第1章 ~魔導交流戦とミッドでの生活と~
新学期、そして始まりへ


高校に入学して、もう一週間が経過した。

 

入試の時、あらゆる手を尽くして妨害して来た教師陣だったけど……映像脅しの効果だろうか。特に何かされることもなく、アタシ『達』は普通の学生生活を謳歌していた。

 

 

 

「ファナフロスト、この問題を解いてみなさい」

 

「ファナフロストさん、まずはお手本をお願いします」

 

「ファナフロスト君、ミラージュハイドは使えますか? いえ、使えなくてもいいんですが、魔法は見て覚えるのが一番ですからねぇ……?」

 

 

 

しいて言えば、授業中に無駄に当てられること────

 

 

 

「さ す が シエルさんですねぇ。いやいや、羨ましい……」

 

「皆さんも頑張りましょうね、シエルさんのような り っ ぱ な魔導師を目指して!!」

 

「彼女のように マ ジ メ にやればだれでも魔法を使えるようになりますからね!」

 

 

────どうも、こんな感じであからさまに当て馬役にさせられるくらいで。

 

 

特に、何も無い。

 

……無い。 

 

「いや、まぁ気にしないから本当に良いけど」

 

「お前、メンタル固いのな」

 

「ああ、胸に負けずの固さだ」

 

「サクヤ、後で校舎裏」 

 

……とりあえず、アタシは無事に高校生活を送っていた。 

 

「む、デートの誘いか? 

同じクラスの、しかも女子から……嫌いではないないシチュエーションだが、少しばかり古すぎやしないか?」 

 

「サクヤ。お前は、違う意味で鉄壁メンタルだな……」

 

無事に合格できたサクヤ、ヴォルクとも同じクラス。

入試であそこまでやったんだから、問題児が固まらないようにクラスは別になると思ってたんだけど……学校側は、寧ろ問題児ばかりを集めることにしたらしい。

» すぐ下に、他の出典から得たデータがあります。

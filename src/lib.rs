pub mod auth;
pub mod catalog;
pub mod config;
pub mod engine;
pub mod limits;
pub mod model;
pub mod notify;
pub mod observability;
pub mod sql;
pub mod sweeper;
pub mod tls;
pub mod wal;
pub mod wire;
#[cfg(test)]
mod tests {
    use super::*;

    fn d(day: u32) -> NaiveDate {
        NaiveDate::from_ymd_opt(2030, 6, day).unwrap()
    }

    fn booking(check_in: u32, check_out: u32, status: BookingStatus) -> Booking {
        Booking {
            id: Ulid::new(),
            user_id: Ulid::new(),
            room_id: Ulid::new(),
            stay: Stay::new(d(check_in), d(check_out)),
            total_price: Decimal::ZERO,
            status,
            payment_id: None,
            created_at: 0,
            updated_at: 0,
        }
    }

    #[test]
    fn stay_basics() {
        let s = Stay::new(d(1), d(4));
        assert_eq!(s.nights(), 3);
        assert!(s.is_well_formed());
        assert!(!Stay::new(d(4), d(4)).is_well_formed());
        assert!(!Stay::new(d(5), d(4)).is_well_formed());
    }

    #[test]
    fn stay_overlap_is_half_open() {
        let a = Stay::new(d(1), d(3));
        let b = Stay::new(d(2), d(5));
        let c = Stay::new(d(3), d(6));
        assert!(a.overlaps(&b));
        assert!(b.overlaps(&a));
        assert!(!a.overlaps(&c)); // checkout day is the next guest's check-in day
    }

    #[test]
    fn booking_transition_table() {
        use BookingStatus::*;
        assert!(Pending.can_transition_to(Confirmed));
        assert!(Pending.can_transition_to(Cancelled));
        assert!(Confirmed.can_transition_to(Cancelled));
        assert!(Confirmed.can_transition_to(Completed));
        assert!(!Pending.can_transition_to(Completed));
        for next in [Pending, Confirmed, Cancelled, Completed] {
            assert!(!Cancelled.can_transition_to(next));
            assert!(!Completed.can_transition_to(next));
        }
    }

    #[test]
    fn payment_transition_table() {
        use PaymentStatus::*;
        assert!(Pending.can_transition_to(Completed));
        assert!(Pending.can_transition_to(Failed));
        assert!(Completed.can_transition_to(Refunded));
        assert!(!Failed.can_transition_to(Completed));
        assert!(!Completed.can_transition_to(Failed));
        assert!(!Refunded.can_transition_to(Pending));
    }

    #[test]
    fn status_parse() {
        assert_eq!("Confirmed".parse::<BookingStatus>().unwrap(), BookingStatus::Confirmed);
        assert_eq!("canceled".parse::<BookingStatus>().unwrap(), BookingStatus::Cancelled);
        assert!("invalid_status".parse::<BookingStatus>().is_err());
        assert_eq!("bank_transfer".parse::<PaymentMethod>().unwrap(), PaymentMethod::BankTransfer);
        assert!("bitcoin".parse::<PaymentMethod>().is_err());
    }

    #[test]
    fn actor_login_name() {
        let id = Ulid::new();
        let actor: Actor = format!("admin:{id}").parse().unwrap();
        assert_eq!(actor, Actor::admin(id));
        assert_eq!(actor.to_string().parse::<Actor>().unwrap(), actor);
        assert!("root".parse::<Actor>().is_err());
        assert!("guest:01ARZ3NDEKTSV4RRFFQ69G5FAV".parse::<Actor>().is_err());
        assert!("customer:not-a-ulid".parse::<Actor>().is_err());
    }

    #[test]
    fn actor_ownership() {
        let owner = Ulid::new();
        assert!(Actor::customer(owner).may_act_for(owner));
        assert!(!Actor::customer(Ulid::new()).may_act_for(owner));
        assert!(!Actor::manager(Ulid::new()).may_act_for(owner));
        assert!(Actor::admin(Ulid::new()).may_act_for(owner));
    }

    #[test]
    fn ledger_ordering() {
        let mut ledger = RoomLedger::new(Ulid::new());
        ledger.insert_booking(booking(20, 22, BookingStatus::Pending));
        ledger.insert_booking(booking(1, 3, BookingStatus::Pending));
        ledger.insert_booking(booking(10, 12, BookingStatus::Confirmed));
        let starts: Vec<_> = ledger.bookings.iter().map(|b| b.stay.check_in).collect();
        assert_eq!(starts, vec![d(1), d(10), d(20)]);
    }

    #[test]
    fn ledger_remove_middle_preserves_order() {
        let mut ledger = RoomLedger::new(Ulid::new());
        let a = booking(1, 2, BookingStatus::Pending);
        let b = booking(3, 4, BookingStatus::Pending);
        let c = booking(5, 6, BookingStatus::Pending);
        let (ida, idb, idc) = (a.id, b.id, c.id);
        ledger.insert_booking(a);
        ledger.insert_booking(b);
        ledger.insert_booking(c);
        assert!(ledger.remove_booking(idb).is_some());
        assert!(ledger.remove_booking(Ulid::new()).is_none());
        assert_eq!(ledger.bookings[0].id, ida);
        assert_eq!(ledger.bookings[1].id, idc);
    }

    #[test]
    fn overlapping_skips_past_and_future() {
        let mut ledger = RoomLedger::new(Ulid::new());
        ledger.insert_booking(booking(1, 3, BookingStatus::Pending));
        ledger.insert_booking(booking(9, 12, BookingStatus::Pending));
        ledger.insert_booking(booking(20, 22, BookingStatus::Pending));

        let hits: Vec<_> = ledger.overlapping(&Stay::new(d(10), d(15))).collect();
        assert_eq!(hits.len(), 1);
        assert_eq!(hits[0].stay, Stay::new(d(9), d(12)));
    }

    #[test]
    fn overlapping_adjacent_not_included() {
        let mut ledger = RoomLedger::new(Ulid::new());
        ledger.insert_booking(booking(1, 3, BookingStatus::Confirmed));
        assert_eq!(ledger.overlapping(&Stay::new(d(3), d(5))).count(), 0);
        assert_eq!(ledger.overlapping(&Stay::new(d(2), d(5))).count(), 1);
    }

    #[test]
    fn active_overlapping_ignores_terminal() {
        let mut ledger = RoomLedger::new(Ulid::new());
        ledger.insert_booking(booking(1, 5, BookingStatus::Cancelled));
        ledger.insert_booking(booking(2, 4, BookingStatus::Completed));
        let query = Stay::new(d(1), d(5));
        assert_eq!(ledger.overlapping(&query).count(), 2);
        assert_eq!(ledger.active_overlapping(&query).count(), 0);
    }

    #[test]
    fn event_rooms() {
        let b = booking(1, 2, BookingStatus::Pending);
        let moved = Event::BookingRescheduled { from_room: Ulid::new(), booking: b.clone() };
        assert_eq!(moved.rooms().len(), 2);
        let same = Event::BookingRescheduled { from_room: b.room_id, booking: b.clone() };
        assert_eq!(same.rooms(), vec![b.room_id]);
        let pay = Event::PaymentBookingSet { id: Ulid::new(), booking_id: None, at: 0 };
        assert!(pay.rooms().is_empty());
        assert!(pay.payment_id().is_some());
    }

    #[test]
    fn event_serialization_roundtrip() {
        let event = Event::BookingCreated { booking: booking(1, 3, BookingStatus::Pending) };
        let bytes = bincode::serialize(&event).unwrap();
        let decoded: Event = bincode::deserialize(&bytes).unwrap();
        assert_eq!(event, decoded);
    }
}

テストが壊滅的なサクヤに、魔法がさっぱりなヴォルク、不良少女のアタシ。他のクラスメートもアタシみたいなヤンキーや、授業について行けない生徒に魔法が苦手な技術家タイプ。そして、最後に人数合わせでギリギリ合格できた生徒。ラノベのタイトル風に言えば、『魔導師高校の劣等生』と言でも言うべきか。一癖も二癖もあるような人間ばかりが、このクラスに集められている。

 

「いやまぁ、実際アタシは優秀だし? 

……っていうかサクヤ、課題止まってるわよ。さっさとやりなさい」

 

「む、了解した……。

それにしても、シエルはよくも容易くクリアできるものだな、誘導弾10個の同時制御など」

 

「ああ、それは俺も思うぜ。

クラスでもできてる奴ほとんどいねーし……まぁ、そもそも俺は1個まともにできてないが」

 

そして現在、我らが劣等魔導師は魔法の授業中。

 

内容は、誘導弾を複数生成し操作する事、目標10個。

 

「まぁ、アタシは砲術師だしね。

寧ろ、アタシのポジションだったら10じゃ……20個でも全然不足。少なくとも30はなきゃ話にならないわよ?」

 

「30……考えたくねぇな、頭がこんがらがっちまいそうだ……うぉっ……!?」

 

と、ヴォルクが作っていた魔力弾が急成長。一気に巨大な魔力弾へ、そのまま魔力から火に変換され炎の塊に────

 

『パスッ』

 

────最後は、なんとも頼りない音と共にそのまま消滅した。

 

いやぁ、汚い花火ねぇ……。

 

……。

 

「ヴォルク、せめて1個くらいできない?」

 

「いや、だから苦手なんだよ。

俺の魔力は、固ぇ。というか、固すぎて体から魔力を離すとまともにコントロールできねぇ……なにせ俺は、世間的には『障碍者』らしいからな」 

 

ヴォルク・アームストロング。

入学試験でチームを組んだ男子で、2Mを優に超える巨漢。鋼なんて目じゃない、超合金の肉体と、炎の変換適正を持つ……のだが。

 

「ああ、えーっと『過度硬性魔力体質』、だっけ」

 

この男、射撃魔法が一切使えない。

というか、今のところ身体強化とバリアジャケット展開以外の魔法を使えたところを見ていない。

 

「おう。

体つきに個人差があるみたいに、魔力にも個人差がある。柔らかくて砲撃しやすかったり、固くてシールドを張るのに向いていたり、回復魔法に向いていたりする……が、その中でも、通常の魔力運用ができない程に固い魔力の人間が存在する。無理やり使用しても魔力の過剰供給に始まり、意図しない変換に、制御不可、最後には今回みたいに体を離れた途端に即霧散、散々だ。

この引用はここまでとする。